When secularism causes the loss of a true and honest understanding of the human identity, the intellectual health of the university suffers, perhaps most of all in the study of literature, particularly in the English department.  After all, as William Chace, longtime professor of English at Stanford University, has observed, “as English departments go, so go many other departments in the humanities,” and “at the heart of what many people want to find in the university is the human wisdom once believed to reside within the humanities.”[23]  In the same vein, Rorty sees “literature at the center” of modern intellectual life, ascendant over “both science and philosophy.”[24]  Yale professor of English Robert Scholes goes so far as to assert, “In our culture literature has been positioned in much the same place as scripture. . . . When we say we ‘teach literature’ . . . we are saying . . . that we are in fact priests and priestesses in the service of a secular scripture.”[25]

Despite Scholes’ view of literature as secular scripture, theology can still prove very valuable in illuminating particularly important in illuminating the study of literature.  And its absence can prove particularly perilous for those studying literature as secular scripture. It is for this reason that Newman especially feared the consequences when the university bans religious knowledge from the liberal arts.  Recognizing that “all literatures are . . . the voices of the natural man,” he warned that students can become vulnerable to “moral evil” in “literature . . . [that] is multiform and versatile: . . . it seduces, it carries captive; it appeals . . . to the imagination, or to the stimulus of curiosity; it makes its way by means of gaiety, satire, romance, the beautiful, the pleasurable.”[26]  More fundamentally, he warns that a liberal education from which theology has been systematically excluded makes “a perception of the beautiful becomes the substitute for faith,” with the consequence that students make “their own minds their sanctuary, their own ideas their oracle,” and end up becoming “victims of an intense self-contemplation.”[27]

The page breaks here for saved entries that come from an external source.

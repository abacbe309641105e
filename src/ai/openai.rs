//! OpenAI chat completions adapter

use reqwest::{Client, RequestBuilder};
use serde::{Deserialize, Serialize};

pub const DEFAULT_BASE_URL: &str = "https://api.openai.com";
pub const DEFAULT_MODEL: &str = "gpt-4o-mini";

const MAX_TOKENS: u32 = 1000;

#[derive(Debug, Clone, Serialize)]
pub(crate) struct ChatRequest<'a> {
    pub model: &'a str,
    pub messages: Vec<ChatMessageIn<'a>>,
    pub max_tokens: u32,
    #[serde(skip_serializing_if = "Option::is_none")]
    pub temperature: Option<f32>,
}

#[derive(Debug, Clone, Serialize)]
pub(crate) struct ChatMessageIn<'a> {
    pub role: &'a str,
    pub content: &'a str,
}

impl<'a> ChatRequest<'a> {
    pub(crate) fn single_user(model: &'a str, message: &'a str, max_tokens: u32) -> Self {
        Self {
            model,
            messages: vec![ChatMessageIn {
                role: "user",
                content: message,
            }],
            max_tokens,
            temperature: None,
        }
    }
}

/// Chat completions reply
#[derive(Debug, Clone, Default, Deserialize)]
pub struct OpenAiResponse {
    #[serde(default)]
    pub choices: Vec<OpenAiChoice>,
}

#[derive(Debug, Clone, Default, Deserialize)]
pub struct OpenAiChoice {
    #[serde(default)]
    pub message: Option<OpenAiMessage>,
}

#[derive(Debug, Clone, Default, Deserialize)]
pub struct OpenAiMessage {
    #[serde(default)]
    pub content: Option<String>,
}

impl OpenAiResponse {
    /// `choices[0].message.content`
    pub fn into_text(self) -> Option<String> {
        self.choices.into_iter().next()?.message?.content
    }
}

pub(crate) fn build_request(
    client: &Client,
    base_url: &str,
    model: &str,
    api_key: &str,
    message: &str,
) -> RequestBuilder {
    let url = format!("{}/v1/chat/completions", base_url);
    client
        .post(url)
        .bearer_auth(api_key)
        .json(&ChatRequest::single_user(model, message, MAX_TOKENS))
}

Those who teach the liberal arts may also find it worth remembering that the great novelist Leo Tolstoy affirmed a deep connection between religion and literary art: “The estimation of the value of art (i.e., of the feeling it transmits),” he wrote, “depends on men’s perception of the meaning of life, depends on what they consider to be the good and the evil of life.  And what is good and what is evil is defined by what are termed religions.”[28] Nearer our own time, the poet and critic T.S. Eliot has affirmed that “literary criticism should be completed by criticism from a definite ethical and theological standpoint.” Eliot indeed presses the point, arguing that “in ages like our own, in which there is no common agreement, it is the more necessary for Christian readers to scrutinize their reading . . . with explicit ethical and theological standards.”[29]

Teachers of the liberal arts may feel nervous about incorporating theological principles in their classroom instruction.  But without engaging such principles, they must either avoid some of the greatest works of Western literature—including Dante’s Divine Comedy, Spenser’s The Fairie Queene, Milton’s Paradise Lost, and Dryden’s Hind and the Panther—or they must disserve their students by giving them a hopelessly superficial treatment of such works.  Even many modern works—such as Eliot’s Four Quartets, Waugh’s Brideshead Revisited, Auden’s Horae Canonicae, or Cather’s Death Comes for the Archbishop—will yield only a very partial reading to the liberal-arts teacher or student who is unwilling to engage theological issues.  Even when dealing with literary works that do not articulate explicitly religious themes (e.g., Fitzgerald’s Great Gatsby or Melville’s Billy Budd) or works that actually attack religion (e.g., Hardy’s Return of the Native or Thomson’s City of the Dreadful Night), teachers and students are likely to find that their discussions are more meaningful if they open onto theological matters.  Consequently, critic Cassandra Falke stands on very firm ground when pressing the current relevance of Newman’s advocacy of a liberal-arts education that includes theology.  “The search,” Falke writes, “for a meaningful philosophy of life entails, if not reaching theological conclusions, at least not shrinking from theological questions.”[30]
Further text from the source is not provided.